Looking at various code examples, for example, the Python, R, Julia, etc. examples on https://rosettacode.org/wiki/Permutation_test, I see that the permutation test is usually implemented as follows:


Given two samples A and B

  1. Record the test statistic (e.g., $|\bar{A} - \bar{B}|$)
  2. Combine samples A and B into one large sample AB
  3. for combination of length(A) from AB:
    3a) compute permutation statistic (e.g., $|\bar{A'} - \bar{B'}|$, where A' is the combination from 3. and B' are all the samples in AB that are not in A').
    3b) record permutation statistic
  4. Compute p-value as the proportion the permutation statistic from 3a) was more extreme than the test statistic from 1. divided by the number of combinations sampled

However, shouldn't we be sampling the permutations instead of combinations of length A? For example, as outlined below (I highlighted the difference to the previous procedure in bold):


Given two samples A and B

  1. Record the test statistic (e.g., $|\bar{A} - \bar{B}|$)
  2. Combine samples A and B into one large sample AB
  3. for permutation of length(AB) from AB: 3a) compute permutation statistic (e.g., $|\bar{A'} - \bar{B'}|$, where A' are the first len(A) samples in the permuted AB sequence and B' are the remaining samples in AB

  4. Compute p-value as the proportion the permutation statistic from 3a) was more extreme than the test statistic from 1. divided by the number of permutations sampled


Or, to provide a simple numeric example, consider the following 2 samples

a = [1, 3] b = [2]

with the observed difference: obs = |mean(a) - mean(b)| = 2

Using the "combinations" procedure, we would be sampling the following:

(1, 2), (3) => diff 0
(1, 3), (2) => diff 2
(2, 3), (1) => diff 4

where in 2 out of 3 cases, we would observe a difference equal or more extreme than in the observed statistic (i.e., p=2/3)

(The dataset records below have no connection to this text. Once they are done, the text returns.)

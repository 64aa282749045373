//! Compiled rules with regex caching
//!
//! Rule patterns are compiled once when a configuration is loaded and then
//! scored against every parameter in the table.

use crate::constants::{MAX_REGEX_LENGTH, REGEX_DFA_SIZE_LIMIT, REGEX_SIZE_LIMIT};
use crate::format::{Bindings, FormatTemplate};
use crate::{Result, Rule, RuleError};
use frigg_core::Param;
use regex::{Regex, RegexBuilder};

/// Compile a regex with size limits to prevent ReDoS attacks
///
/// - Pattern length limit (500 chars)
/// - Compiled regex size limit (10MB)
/// - DFA size limit (2MB)
pub fn compile_regex_safe(pattern: &str) -> Result<Regex> {
    if pattern.len() > MAX_REGEX_LENGTH {
        return Err(RuleError::InvalidPattern(format!(
            "Pattern exceeds maximum length of {} characters",
            MAX_REGEX_LENGTH
        )));
    }

    RegexBuilder::new(pattern)
        .size_limit(REGEX_SIZE_LIMIT)
        .dfa_size_limit(REGEX_DFA_SIZE_LIMIT)
        .build()
        .map_err(|e| RuleError::InvalidPattern(format!("{}: {}", pattern, e)))
}

/// Empty patterns compile to `None` and match anything.
fn compile_optional(pattern: &str) -> Result<Option<Regex>> {
    if pattern.is_empty() {
        Ok(None)
    } else {
        compile_regex_safe(pattern).map(Some)
    }
}

/// A rule ready for scoring and rendering
#[derive(Debug, Clone)]
pub struct CompiledRule {
    rule: Rule,
    name_regex: Option<Regex>,
    type_regex: Option<Regex>,
    format: FormatTemplate,
}

impl CompiledRule {
    /// Compile both patterns and parse the format string.
    pub fn compile(rule: &Rule) -> Result<Self> {
        Ok(Self {
            name_regex: compile_optional(&rule.name_pattern)?,
            type_regex: compile_optional(&rule.type_pattern)?,
            format: FormatTemplate::parse(&rule.format)?,
            rule: rule.clone(),
        })
    }

    pub fn rule(&self) -> &Rule {
        &self.rule
    }

    /// Score how specifically this rule matches `param`.
    ///
    /// The score is the number of groups (including the whole match) of the
    /// name match plus those of the type match. An empty pattern adds
    /// nothing. Returns `None` when a non-empty pattern fails to match.
    pub fn match_score(&self, param: &Param) -> Option<usize> {
        let name = match_count(self.name_regex.as_ref(), &param.name)?;
        let type_count = match_count(self.type_regex.as_ref(), &param.param_type)?;
        Some(name + type_count)
    }

    /// Render this rule's format for `param`, trimmed.
    ///
    /// `name` and `type` are bound to the match groups of the respective
    /// patterns (groups that did not participate are `""`). An empty pattern
    /// binds a single element holding the raw field.
    pub fn apply(&self, param: &Param) -> Result<String> {
        let bindings = Bindings {
            name: match_groups(self.name_regex.as_ref(), &param.name),
            type_groups: match_groups(self.type_regex.as_ref(), &param.param_type),
            value: param.value.clone(),
        };

        Ok(self.format.render(&bindings)?.trim().to_string())
    }
}

fn match_count(regex: Option<&Regex>, content: &str) -> Option<usize> {
    match regex {
        None => Some(0),
        Some(regex) => regex.captures(content).map(|caps| caps.len()),
    }
}

fn match_groups(regex: Option<&Regex>, content: &str) -> Vec<String> {
    let Some(regex) = regex else {
        return vec![content.to_string()];
    };

    regex
        .captures(content)
        .map(|caps| {
            caps.iter()
                .map(|group| group.map_or_else(String::new, |m| m.as_str().to_string()))
                .collect()
        })
        .unwrap_or_default()
}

Now, using permutations, we would get the following:

(1, 2), (3) => diff 0
(1, 3), (2) => diff 2
(2, 1), (3) => diff 0
(2, 3), (1) => diff 4
(3, 1), (2) => diff 2
(3, 2), (1) => diff 4

Here, we observe a difference that is equal or more extreme than the observed statistic in 4 out of 6 cases (p=4/6)

Does anyone no more about the exact procedure and has a reliable resource at hand? Thanks!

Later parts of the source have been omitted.